Tels sont les élémens divers avec lesquels don Carlos a entrepris la conquête de l’Espagne ; mais les Espagnols savent à quoi s’en tenir sur les bienfaits qu’amènerait pour eux, en dépit de toute charte et de toute promesse, le règne du roi absolu ; ils connaissent trop bien les principes qu’il représente, et l’on ne s’expliquerait pas sans cela comment une nation troublée, inquiète, désireuse d’ordre, monarchique par tradition et par tempérament, ne saisit pas l’occasion qui lui est offerte de mettre un terme à ses stériles agitations. Jusqu’ici le carlisme n’a pu se maintenir, fût-ce une semaine, non pas seulement dans une capitale de province, mais dans aucune ville de troisième ordre, et il en fut ainsi pendant toute la première guerre. Pour que le carlisme pût triompher, il faudrait l’abdication, ou, pour mieux dire, le suicide des partis libéraux et de la nation entière. Or ce péril semble aujourd’hui écarté : l’obéissance de quarante et une provinces aux ordres partis de Madrid, dans ce pays classique des pronunciamientos, est significative. D’ailleurs, alors même que le hasard ou la jalousie de ses adversaires entre eux élèverait don Carlos sur le trône, les mêmes causes qui rendent aujourd’hui son triomphe improbable rendraient la durée de son règne impossible. Comment concevoir en effet que le carlisme avec ses idées d’un autre temps, avec son inexpérience complète en administration, en finances, en tout ce qui concerne la conduite d’un état, avec les excès qu’il serait inévitablement porté à commettre, avec la répulsion qu’il inspire à la grande majorité de l’Espagne, les défiances qu’il ferait naître chez les puissances étrangères comme l’Allemagne ou l’Italie, le dégoût que lui témoignerait l’Angleterre, l’éloignement que bientôt lui montreraient la France libérale et les légitimistes eux-mêmes, étonnés de l’avoir si longtemps méconnu, — comment admettre qu’il pût se maintenir au pouvoir ? Ne serait-il pas bien vite débordé, usé, renversé ?

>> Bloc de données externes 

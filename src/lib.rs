//! Pool Stats Exporter Library
//!
//! Exports database connection pool statistics as Prometheus metrics.
//! Values are pulled from the pool on every scrape; nothing is cached,
//! averaged or stored between scrapes.
//!
//! # Architecture
//!
//! ```text
//! StatsSource ──stats()──▶ StatsCollector ──▶ Registry / Exporter ──▶ /metrics
//!  (pool, fake)              (9 series)
//! ```
//!
//! # Example
//!
//! ```
//! use pool_stats_exporter::{CollectorOpts, StatsCollector, StatsError, StatsSnapshot};
//! use prometheus::Registry;
//! use std::time::Duration;
//!
//! let source = || -> Result<StatsSnapshot, StatsError> {
//!     Ok(StatsSnapshot {
//!         max_open_connections: 10,
//!         open_connections: 3,
//!         in_use: 2,
//!         idle: 1,
//!         wait_count: 5,
//!         wait_duration: Duration::from_millis(2500),
//!         ..Default::default()
//!     })
//! };
//!
//! let collector = StatsCollector::from_source(source, &CollectorOpts::with_driver("mysql"))
//!     .expect("valid driver name");
//!
//! let registry = Registry::new();
//! registry.register(Box::new(collector)).expect("unique metric names");
//!
//! let families = registry.gather();
//! assert!(families
//!     .iter()
//!     .any(|f| f.get_name() == "go_mysql_db_stats_in_use"));
//! ```

#![warn(missing_docs)]
#![warn(rust_2018_idioms)]
#![deny(unsafe_code)]

pub mod config;
pub mod metrics;
pub mod pool;
pub mod stats;

// Re-export commonly used types at crate root
pub use config::{ConfigError, FileConfig, ServerConfig};
pub use metrics::{CollectorError, CollectorOpts, ExportError, Exporter, MetricKind, StatsCollector};
pub use pool::{PoolConfig, SimulatedPool};
pub use stats::{StatsError, StatsSnapshot, StatsSource};

/// Library version.
pub const VERSION: &str = env!("CARGO_PKG_VERSION");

De tout cela, on ne saurait néanmoins conclure que le carlisme doit être facilement vaincu. On a perdu en 1873 le moment propice pour l’écraser ; maintenant il ne compte pas moins de 70,000 hommes sous les drapeaux. Avant la mort de Concha, la population madrilène paraissait se douter à peine qu’on se battît dans le nord ; aujourd’hui, avec cette facilité d’impression du caractère méridional, du moment qu’elle daigne s’en occuper, elle voudrait que la guerre se terminât comme par enchantement. Il faut d’ailleurs connaître le théâtre des hostilités pour savoir combien la lutte y est ardue et périlleuse. La chaîne des Pyrénées, du côté de la France, se termine assez brusquement au nord ; du côté de l’Espagne au contraire, les contre-forts sont nombreux et occupent une largeur de 60 à 80 kilomètres ; en longueur, la chaîne s’étend bien au-delà du pays insurgé, puisque, outre la Navarre, le Guipuzcoa, l’Alava et la Viscaye, elle embrasse à l’est l’Aragon et la Catalogne, à l’ouest la province de Santander jusqu’à Santoña. Sur cette largeur moyenne, qu’on se figure, non point une chaîne principale avec des ramifications, mais une série innombrable de collines ou mamelons de 200 à 500 mètres de haut, gardant entre eux une certaine uniformité. Il y a sans doute quelques bassins principaux ; mais les rivières sont si peu considérables qu’elles ne changent guère le caractère général du pays. Qu’on place maintenant au milieu de ces montagnes des hommes robustes, agiles, fanatisés, abrités derrière des ouvrages en terre, armés du fusil à tir rapide ; ne voit-on pas quel désavantage présente l’attaque ? Les tourner n’est pas toujours praticable : Concha y réussit à Bilbao et y périt à Villatuerta. Ils sont aujourd’hui prévenus ; ils connaissent le pays mieux que leurs adversaires, ils ont de meilleurs espions et éclaireurs : on ne peut guère les surprendre. L’armée du nord vient tout récemment de leur donner le change en attaquant Oteiza pour masquer le ravitaillement de Vitoria, deux opérations exécutées simultanément à 80 kilomètres de distance ; cette feinte a parfaitement réussi, mais il n’y a rien là de commun avec l’attaque de front de positions retranchées : une semblable attaque ne peut être tentée qu’avec des forces triples au moins de celles des carlistes, et encore le succès serait-il souvent incertain.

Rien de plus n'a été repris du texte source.